### Source data

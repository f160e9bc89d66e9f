use alloy_primitives::B256;

#[derive(Debug, Clone, Default)]
pub struct FetcherConfig {
    /// Graffiti requested for every block proposal.
    pub graffiti: B256,
}
use async_trait::async_trait;
use tessera_core::{Duty, UnsignedDataSet};
use tokio_util::sync::CancellationToken;

use crate::{errors::TransportError, message::LeaderCastMessage};

/// Carries a leader's proposal to the rest of the cluster.
///
/// Delivery to other nodes is best effort: `broadcast` succeeds even when some peers could not
/// be reached, and a lost proposal is never repaired. Followers that miss it simply wait for the
/// next duty.
#[async_trait]
pub trait Transport: Send + Sync {
    async fn broadcast(
        &self,
        cancel: &CancellationToken,
        from_index: usize,
        duty: Duty,
        data: &UnsignedDataSet,
    ) -> Result<(), TransportError>;

    /// Waits for the next proposal from another node.
    async fn await_next(
        &self,
        cancel: &CancellationToken,
    ) -> Result<LeaderCastMessage, TransportError>;
}
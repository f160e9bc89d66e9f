pub mod helpers;

use helpers::{SLOT_DURATION_BUCKETS, create_histogram_vec, create_int_counter_vec};
use prometheus_exporter::prometheus::{HistogramVec, IntCounterVec};

lazy_static::lazy_static! {
    pub static ref FETCH_DURATION: HistogramVec = create_histogram_vec(
        "tessera_fetch_duration_seconds",
        "Duration of fetching the unsigned data of a duty",
        &["duty"],
        SLOT_DURATION_BUCKETS
    );

    pub static ref FETCH_ERRORS: IntCounterVec = create_int_counter_vec(
        "tessera_fetch_errors_total",
        "Number of failed duty fetches",
        &["duty"]
    );

    pub static ref LEADERCAST_BROADCAST_ERRORS: IntCounterVec = create_int_counter_vec(
        "tessera_leadercast_broadcast_errors_total",
        "Number of peers a leader-cast broadcast failed to reach",
        &[]
    );

    pub static ref LEADERCAST_INBOUND_DROPPED: IntCounterVec = create_int_counter_vec(
        "tessera_leadercast_inbound_dropped_total",
        "Number of inbound leader-cast messages discarded",
        &["reason"]
    );
}
use alloy_primitives::{B256, FixedBytes};
use rand::Rng;
use tessera_core::{PubKey, constants::PUBKEY_LENGTH, containers::BLSSignature};

pub fn random_pubkey() -> PubKey {
    let mut bytes = [0u8; PUBKEY_LENGTH];
    rand::rng().fill(&mut bytes[..]);
    PubKey::new(bytes)
}

pub fn random_signature() -> BLSSignature {
    let mut bytes = [0u8; 96];
    rand::rng().fill(&mut bytes[..]);
    FixedBytes::from(bytes)
}

pub fn random_root() -> B256 {
    B256::from(rand::rng().random::<[u8; 32]>())
}

pub fn random_pubkeys(count: usize) -> Vec<PubKey> {
    (0..count).map(|_| random_pubkey()).collect()
}
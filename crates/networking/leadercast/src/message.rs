use std::collections::HashMap;

use serde::{Deserialize, Serialize};
use serde_json::Value;
use tessera_core::{CoreError, Duty, PubKey, UnsignedData, UnsignedDataSet};

use crate::errors::TransportError;

/// A leader's proposal for one duty, as received by a follower.
///
/// On the wire this is one JSON document. The payloads carry no tag of their own: the duty
/// type selects the decoder, and a payload that does not fit it fails the whole message.
#[derive(Debug, Clone, PartialEq, Eq, Deserialize)]
#[serde(try_from = "WireMessage")]
pub struct LeaderCastMessage {
    pub sender_index: usize,
    pub duty: Duty,
    pub data: UnsignedDataSet,
}

#[derive(Serialize)]
struct WireMessageRef<'a> {
    sender_index: usize,
    duty: Duty,
    data: &'a UnsignedDataSet,
}

#[derive(Deserialize)]
struct WireMessage {
    sender_index: usize,
    duty: Duty,
    data: HashMap<PubKey, Value>,
}

impl TryFrom<WireMessage> for LeaderCastMessage {
    type Error = CoreError;

    fn try_from(message: WireMessage) -> Result<Self, Self::Error> {
        let duty_type = message.duty.duty_type;
        let data = message
            .data
            .into_iter()
            .map(|(pubkey, value)| Ok((pubkey, UnsignedData::from_json(duty_type, value)?)))
            .collect::<Result<UnsignedDataSet, CoreError>>()?;

        Ok(Self {
            sender_index: message.sender_index,
            duty: message.duty,
            data,
        })
    }
}

/// Encodes a proposal after checking every payload belongs to the duty's type.
pub fn encode(
    sender_index: usize,
    duty: Duty,
    data: &UnsignedDataSet,
) -> Result<Vec<u8>, TransportError> {
    UnsignedData::validate_set(&duty, data).map_err(TransportError::Encode)?;
    serde_json::to_vec(&WireMessageRef {
        sender_index,
        duty,
        data,
    })
    .map_err(|err| TransportError::Encode(err.into()))
}

impl LeaderCastMessage {
    pub fn new(sender_index: usize, duty: Duty, data: UnsignedDataSet) -> Self {
        Self {
            sender_index,
            duty,
            data,
        }
    }

    pub fn encode(&self) -> Result<Vec<u8>, TransportError> {
        encode(self.sender_index, self.duty, &self.data)
    }

    pub fn decode(bytes: &[u8]) -> Result<Self, TransportError> {
        serde_json::from_slice(bytes).map_err(TransportError::Decode)
    }
}
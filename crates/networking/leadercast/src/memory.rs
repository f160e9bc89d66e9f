use std::{
    collections::HashMap,
    sync::{
        Arc,
        atomic::{AtomicUsize, Ordering},
    },
};

use async_trait::async_trait;
use parking_lot::Mutex;
use tessera_core::{Duty, UnsignedData, UnsignedDataSet};
use tokio::sync::{
    Mutex as AsyncMutex,
    mpsc::{self, UnboundedReceiver, UnboundedSender},
};
use tokio_util::sync::CancellationToken;
use tracing::debug;

use crate::{
    errors::TransportError, message::LeaderCastMessage, task::AbortOnDrop, transport::Transport,
};

struct Envelope {
    hub_index: usize,
    message: LeaderCastMessage,
}

type Outputs = Arc<Mutex<HashMap<usize, UnboundedSender<LeaderCastMessage>>>>;

/// In-process fan-out for simulated clusters.
///
/// Each hub is independent: transports from different hubs never see each other's messages.
/// Delivery is reliable and keeps each sender's order.
pub struct MemTransportHub {
    input: UnboundedSender<Envelope>,
    outputs: Outputs,
    next_index: AtomicUsize,
    _delivery: AbortOnDrop<()>,
}

impl MemTransportHub {
    /// Starts the delivery loop. It runs until `cancel` fires or the hub is dropped.
    pub fn new(cancel: CancellationToken) -> Self {
        let (input, receiver) = mpsc::unbounded_channel();
        let outputs = Outputs::default();
        let delivery = tokio::spawn(deliver(receiver, outputs.clone(), cancel));

        Self {
            input,
            outputs,
            next_index: AtomicUsize::new(0),
            _delivery: AbortOnDrop(delivery),
        }
    }

    pub fn new_transport(&self) -> MemTransport {
        let hub_index = self.next_index.fetch_add(1, Ordering::SeqCst);
        let (sender, receiver) = mpsc::unbounded_channel();
        self.outputs.lock().insert(hub_index, sender);

        MemTransport {
            hub_index,
            input: self.input.clone(),
            outputs: self.outputs.clone(),
            output: AsyncMutex::new(receiver),
        }
    }
}

async fn deliver(
    mut input: UnboundedReceiver<Envelope>,
    outputs: Outputs,
    cancel: CancellationToken,
) {
    loop {
        let envelope = tokio::select! {
            biased;
            _ = cancel.cancelled() => break,
            envelope = input.recv() => match envelope {
                Some(envelope) => envelope,
                None => break,
            },
        };

        let registered = outputs.lock();
        for (hub_index, output) in registered.iter() {
            if *hub_index == envelope.hub_index {
                continue;
            }
            if output.send(envelope.message.clone()).is_err() {
                debug!(hub_index, "Dropping message for a closed transport");
            }
        }
    }
    debug!("Memory transport delivery loop stopped");
}

/// A node's handle on a [`MemTransportHub`]. Dropping it deregisters the node.
pub struct MemTransport {
    hub_index: usize,
    input: UnboundedSender<Envelope>,
    outputs: Outputs,
    output: AsyncMutex<UnboundedReceiver<LeaderCastMessage>>,
}

impl Drop for MemTransport {
    fn drop(&mut self) {
        self.outputs.lock().remove(&self.hub_index);
    }
}

#[async_trait]
impl Transport for MemTransport {
    async fn broadcast(
        &self,
        cancel: &CancellationToken,
        from_index: usize,
        duty: Duty,
        data: &UnsignedDataSet,
    ) -> Result<(), TransportError> {
        if cancel.is_cancelled() {
            return Err(TransportError::Cancelled);
        }
        UnsignedData::validate_set(&duty, data).map_err(TransportError::Encode)?;

        self.input
            .send(Envelope {
                hub_index: self.hub_index,
                message: LeaderCastMessage::new(from_index, duty, data.clone()),
            })
            .map_err(|_| TransportError::Closed)
    }

    async fn await_next(
        &self,
        cancel: &CancellationToken,
    ) -> Result<LeaderCastMessage, TransportError> {
        let mut output = tokio::select! {
            biased;
            _ = cancel.cancelled() => return Err(TransportError::Cancelled),
            output = self.output.lock() => output,
        };

        tokio::select! {
            biased;
            _ = cancel.cancelled() => Err(TransportError::Cancelled),
            message = output.recv() => message.ok_or(TransportError::Closed),
        }
    }
}
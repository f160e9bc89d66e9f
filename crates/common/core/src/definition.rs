use std::collections::HashMap;

use serde::{Deserialize, Serialize};

use crate::{
    containers::{AttesterDuty, ProposerDuty, SyncCommitteeDuty},
    pubkey::PubKey,
};

/// The committee assignment a validator needs to fetch one duty.
#[derive(Debug, PartialEq, Eq, Clone, Serialize, Deserialize)]
#[serde(tag = "kind", content = "duty", rename_all = "snake_case")]
pub enum DutyDefinition {
    Attester(AttesterDuty),
    Proposer(ProposerDuty),
    SyncCommittee(SyncCommitteeDuty),
}

impl DutyDefinition {
    pub fn as_attester(&self) -> Option<&AttesterDuty> {
        match self {
            DutyDefinition::Attester(duty) => Some(duty),
            _ => None,
        }
    }

    pub fn as_proposer(&self) -> Option<&ProposerDuty> {
        match self {
            DutyDefinition::Proposer(duty) => Some(duty),
            _ => None,
        }
    }

    pub fn as_sync_committee(&self) -> Option<&SyncCommitteeDuty> {
        match self {
            DutyDefinition::SyncCommittee(duty) => Some(duty),
            _ => None,
        }
    }
}

impl From<AttesterDuty> for DutyDefinition {
    fn from(duty: AttesterDuty) -> Self {
        DutyDefinition::Attester(duty)
    }
}

impl From<ProposerDuty> for DutyDefinition {
    fn from(duty: ProposerDuty) -> Self {
        DutyDefinition::Proposer(duty)
    }
}

impl From<SyncCommitteeDuty> for DutyDefinition {
    fn from(duty: SyncCommitteeDuty) -> Self {
        DutyDefinition::SyncCommittee(duty)
    }
}

/// Definitions of one duty, keyed by validator.
pub type DutyDefinitionSet = HashMap<PubKey, DutyDefinition>;
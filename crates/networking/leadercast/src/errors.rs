use tessera_core::{CoreError, Duty};
use thiserror::Error;

#[derive(Error, Debug)]
pub enum TransportError {
    #[error("Failed to encode leadercast message: {0}")]
    Encode(#[source] CoreError),

    #[error("Failed to decode leadercast message: {0}")]
    Decode(#[source] serde_json::Error),

    #[error("Leadercast message exceeds {limit} bytes")]
    MessageTooLarge { limit: usize },

    #[error("Leadercast stream error: {0}")]
    Io(#[from] std::io::Error),

    #[error("Duty {duty} is led by node {leader}, not by node {sender}")]
    UnexpectedLeader {
        duty: Duty,
        leader: usize,
        sender: usize,
    },

    #[error("Transport cancelled")]
    Cancelled,

    #[error("Transport closed")]
    Closed,

    #[error(transparent)]
    Subscriber(anyhow::Error),
}
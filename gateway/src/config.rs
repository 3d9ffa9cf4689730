//! Feed gateway configuration.

use std::time::Duration;

use cbrates_fx::FeedError;
use chrono_tz::Tz;

/// Upper bound on a single feed request.
pub const DEFAULT_TIMEOUT: Duration = Duration::from_secs(10);

/// Largest response body a gateway will read.
pub const MAX_BODY_BYTES: usize = 1 << 20;

/// Where one bank publishes its rates and which timezone its day runs in.
#[derive(Debug, Clone, PartialEq, Eq)]
pub struct FeedConfig {
    /// Feed URL.
    pub api_url: String,
    /// IANA timezone name used to stamp `date_loaded`.
    pub timezone: String,
}

impl FeedConfig {
    /// Create a feed configuration.
    pub fn new(api_url: impl Into<String>, timezone: impl Into<String>) -> Self {
        Self {
            api_url: api_url.into(),
            timezone: timezone.into(),
        }
    }

    /// Bank of Russia daily XML feed.
    pub fn russia() -> Self {
        Self::new("https://www.cbr.ru/scripts/XML_daily.asp", "Europe/Moscow")
    }

    /// Bank of Thailand RSS feed.
    pub fn thailand() -> Self {
        Self::new("https://www.bot.or.th/App/RSS/fxrate-all.xml", "Asia/Bangkok")
    }

    /// Parse the configured timezone name.
    pub fn resolve_timezone(&self) -> Result<Tz, FeedError> {
        self.timezone
            .parse::<Tz>()
            .map_err(|_| FeedError::Timezone(self.timezone.clone()))
    }

    /// Override from `<PREFIX>_API_URL` and `<PREFIX>_TIMEZONE`.
    fn apply_env(&mut self, prefix: &str) {
        if let Ok(url) = std::env::var(format!("{prefix}_API_URL")) {
            self.api_url = url;
        }

        if let Ok(timezone) = std::env::var(format!("{prefix}_TIMEZONE")) {
            self.timezone = timezone;
        }
    }

    /// Validate configuration.
    pub fn validate(&self) -> Result<(), String> {
        if self.api_url.is_empty() {
            return Err("Feed API URL cannot be empty".to_string());
        }

        self.resolve_timezone().map_err(|e| e.to_string())?;

        Ok(())
    }
}

/// Configuration for all feed gateways.
#[derive(Debug, Clone)]
pub struct GatewayConfig {
    /// Bank of Russia feed.
    pub russia: FeedConfig,
    /// Bank of Thailand feed.
    pub thailand: FeedConfig,
    /// Request timeout, covering connect and body read.
    pub timeout: Duration,
    /// Response body limit in bytes.
    pub max_body_bytes: usize,
}

impl Default for GatewayConfig {
    fn default() -> Self {
        Self {
            russia: FeedConfig::russia(),
            thailand: FeedConfig::thailand(),
            timeout: DEFAULT_TIMEOUT,
            max_body_bytes: MAX_BODY_BYTES,
        }
    }
}

impl GatewayConfig {
    /// Load configuration from environment variables.
    pub fn from_env() -> Self {
        let mut config = Self::default();

        config.russia.apply_env("RUSSIA_CB");
        config.thailand.apply_env("THAILAND_CB");

        if let Some(secs) = std::env::var("FEED_TIMEOUT_SECS")
            .ok()
            .and_then(|v| v.parse::<u64>().ok())
        {
            config.timeout = Duration::from_secs(secs);
        }

        config
    }

    /// Validate configuration.
    pub fn validate(&self) -> Result<(), String> {
        self.russia
            .validate()
            .map_err(|e| format!("russia: {e}"))?;
        self.thailand
            .validate()
            .map_err(|e| format!("thailand: {e}"))?;

        if self.timeout.is_zero() {
            return Err("Feed timeout cannot be zero".to_string());
        }

        if self.max_body_bytes == 0 {
            return Err("Body limit cannot be zero".to_string());
        }

        Ok(())
    }
}
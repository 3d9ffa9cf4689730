//! Rate engine error types.

use cbrates_common::{Country, Currency};
use thiserror::Error;

/// Failures reported by a feed gateway while producing a rate table.
#[derive(Debug, Error)]
pub enum FeedError {
    /// Transport-level failure (connect, TLS, reset).
    #[error("network error: {0}")]
    Network(String),

    /// Upstream did not answer within the client timeout.
    #[error("request to {url} timed out")]
    Timeout { url: String },

    /// Upstream answered with a non-success status.
    #[error("unexpected status code {status} received from {url}")]
    Status { status: u16, url: String },

    /// Response body exceeded the read limit.
    #[error("response body from {url} exceeds {limit} bytes")]
    BodyTooLarge { url: String, limit: usize },

    /// Body could not be parsed into quotes.
    #[error("failed to parse feed: {0}")]
    Parse(String),

    /// Configured timezone does not resolve.
    #[error("bad timezone {0:?} provided in the config")]
    Timezone(String),
}

/// Errors that can occur in the rate engine.
#[derive(Debug, Error)]
pub enum FxError {
    /// No feed gateway is registered for the bank.
    #[error("provided country {0} unsupported")]
    UnsupportedCountry(Country),

    /// The bank's feed failed.
    #[error("failed to load {country} central bank data: {source}")]
    UpstreamFetchFailed {
        country: Country,
        #[source]
        source: FeedError,
    },

    /// The feed answered successfully but yielded nothing.
    #[error("empty rates returned from central bank {0} with no error")]
    EmptyUpstreamResult(Country),

    /// Currency is not quoted in the bank's table.
    #[error("currency {0} not supported")]
    UnknownCurrency(Currency),

    /// Quote for the currency is zero or too large to convert with.
    #[error("rate for {0} cannot be used in conversion")]
    DegenerateRate(Currency),

    /// A required request field was missing.
    #[error("nil request: missing {0}")]
    NilRequest(&'static str),

    /// Failure of a repository operation, with the bank it was run for.
    #[error("{operation} failed for CB {country}: {source}")]
    Operation {
        operation: &'static str,
        country: Country,
        #[source]
        source: Box<FxError>,
    },
}

impl FxError {
    /// Wrap with the name of the failing operation and its bank.
    pub fn context(self, operation: &'static str, country: &Country) -> Self {
        FxError::Operation {
            operation,
            country: country.clone(),
            source: Box::new(self),
        }
    }

    /// The innermost error, looking through `Operation` wrappers.
    pub fn root(&self) -> &FxError {
        match self {
            FxError::Operation { source, .. } => source.root(),
            other => other,
        }
    }

    /// Whether calling again later may succeed.
    pub fn is_retryable(&self) -> bool {
        matches!(
            self.root(),
            FxError::UpstreamFetchFailed { .. } | FxError::EmptyUpstreamResult(_)
        )
    }

    /// Stable code for API responses.
    pub fn error_code(&self) -> &'static str {
        match self.root() {
            FxError::UnsupportedCountry(_) => "UNSUPPORTED_COUNTRY",
            FxError::UpstreamFetchFailed { .. } => "UPSTREAM_FETCH_FAILED",
            FxError::EmptyUpstreamResult(_) => "EMPTY_UPSTREAM_RESULT",
            FxError::UnknownCurrency(_) => "UNKNOWN_CURRENCY",
            FxError::DegenerateRate(_) => "DEGENERATE_RATE",
            FxError::NilRequest(_) => "NIL_REQUEST",
            FxError::Operation { .. } => "OPERATION_FAILED",
        }
    }
}

/// Result type for rate engine operations.
pub type FxResult<T> = Result<T, FxError>;

#[cfg(test)]
mod tests {
    use super::*;

    #[test]
    fn test_context_wraps_and_root_unwraps() {
        let err = FxError::UnknownCurrency(Currency::new("XYZ"))
            .context("convert", &Country::russia())
            .context("GetExchangeRate", &Country::russia());

        assert!(matches!(err.root(), FxError::UnknownCurrency(c) if c.code() == "XYZ"));
        assert_eq!(err.error_code(), "UNKNOWN_CURRENCY");
        assert!(err.to_string().starts_with("GetExchangeRate failed for CB russia"));
        assert!(err.to_string().contains("XYZ"));
    }

    #[test]
    fn test_retryable() {
        let upstream = FxError::UpstreamFetchFailed {
            country: Country::thailand(),
            source: FeedError::Status {
                status: 503,
                url: "http://localhost".to_string(),
            },
        };
        assert!(upstream.is_retryable());
        assert!(!FxError::UnsupportedCountry(Country::new("mars")).is_retryable());
    }
}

### What is expected
Copy all lines of the listing above that contain the string "GetExchangeRate".

### Result
            .context("GetExchangeRate", &Country::russia());
        assert!(err.to_string().starts_with("GetExchangeRate failed for CB russia"));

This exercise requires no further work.